The proposed Science and Engineering Complex (SEC), located on Harvard University’s emerging Allston campus, integrates Harvard’s engineering programs into a single 497,000-square-foot structure. The new facility establishes a strong precedent for the development of outdoor space, street activation, and integration with larger public space networks, as described by the University’s Institutional Master Plan, which was approved in 2013. Built on top of the existing foundation of a previously-designed life sciences complex that was suspended in 2008, it accommodates teaching and research laboratories, classroom space, faculty and staff offices, and a host of amenity spaces.
The energy supply for the entire campus is pre-set. A new central plant using natural gas-fueled cogeneration also serves for heating and cooling. Thus, for Transsolar, special emphasis was placed on effectiveness in façade design and energy consumption of the laboratories in the development of the integrated climate and energy concept.
The façade concept focuses on providing exceptional daylight access and natural ventilation, which are especially challenging in laboratory buildings. Both the exterior screen surrounding the upper-level research boxes and the plinth terrace overhangs were carefully tuned with extensive parametric performance studies for solar control and daylighting in response to orientation and program. All glass is triple glazing for reduced heat loss – although often seen as a cost premium, triple glazing resulted in a multimillion dollar net cost savings, because the higher glass surface temperature eliminates the need for supplemental perimeter heating.
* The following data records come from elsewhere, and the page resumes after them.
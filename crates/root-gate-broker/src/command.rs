// crates/root-gate-broker/src/command.rs
// ============================================================================
// Module: Root Gate Remediation Commands
// Description: Fire-and-forget shell execution for anti-impersonation remediation.
// Purpose: Uninstall a package that impersonates the broker.
// Dependencies: root-gate-core, std
// ============================================================================

//! ## Overview
//! The anti-impersonation guard asks the system to uninstall the offending
//! package. The command runs detached through `sh -c`; its output is
//! discarded and its exit status is never inspected.

// ============================================================================
// SECTION: Imports
// ============================================================================

use std::process::Command;
use std::process::Stdio;

use root_gate_core::CommandRunner;
use root_gate_core::PackageName;

// ============================================================================
// SECTION: Commands
// ============================================================================

/// Shell used for detached commands.
const SHELL: &str = "sh";

/// Builds the background uninstall command for `package`.
///
/// Returns `None` when the name is not a well-formed package name, so a
/// hostile label can never reach the shell.
#[must_use]
pub fn uninstall_command(package: &PackageName) -> Option<String> {
    package
        .is_well_formed()
        .then(|| format!("(pm uninstall {} >/dev/null 2>&1)&", package.as_str()))
}

// ============================================================================
// SECTION: Runner
// ============================================================================

/// [`CommandRunner`] that spawns `sh -c <command>` with null stdio.
///
/// The shell is waited on inline, so callers must run it off the async
/// executor. Commands that background their work return immediately.
#[derive(Debug, Clone, Copy, Default)]
pub struct ShellCommandRunner;

impl CommandRunner for ShellCommandRunner {
    fn spawn_detached(&self, command: &str) {
        let spawned = Command::new(SHELL)
            .arg("-c")
            .arg(command)
            .stdin(Stdio::null())
            .stdout(Stdio::null())
            .stderr(Stdio::null())
            .spawn();
        if let Ok(mut child) = spawned {
            let _ = child.wait();
        }
    }
}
All ventilation air for non-lab spaces passes through the two major atria before being reused as makeup air for laboratories. All non-lab spaces – including write-up spaces adjacent to labs, have access to natural ventilation. Write-up spaces also act as a buffer between laboratories and the exterior, cascading make-up air from write-up to laboratory.
For laboratory energy use minimization, the design team advocated for a detailed risk assessment in order to operate laboratories at the lowest possible ventilation rates, with extensive studies by Transsolar on the influence of ventilation rate on energy use. High-efficiency runaround heat recovery, including indirect exhaust air adiabatic cooling, is used on nearly all air streams. Laboratory plug loads were also predicted based on long-term monitoring of representative existing labs on Harvard’s campus.
As a result of these leading-edge laboratory design measures, as of December 2016 annual energy consumption is predicted at 93 kBtu/sf, resulting in a 42% reduction in carbon emissions over an ASHRAE 90.1-2010 baseline building.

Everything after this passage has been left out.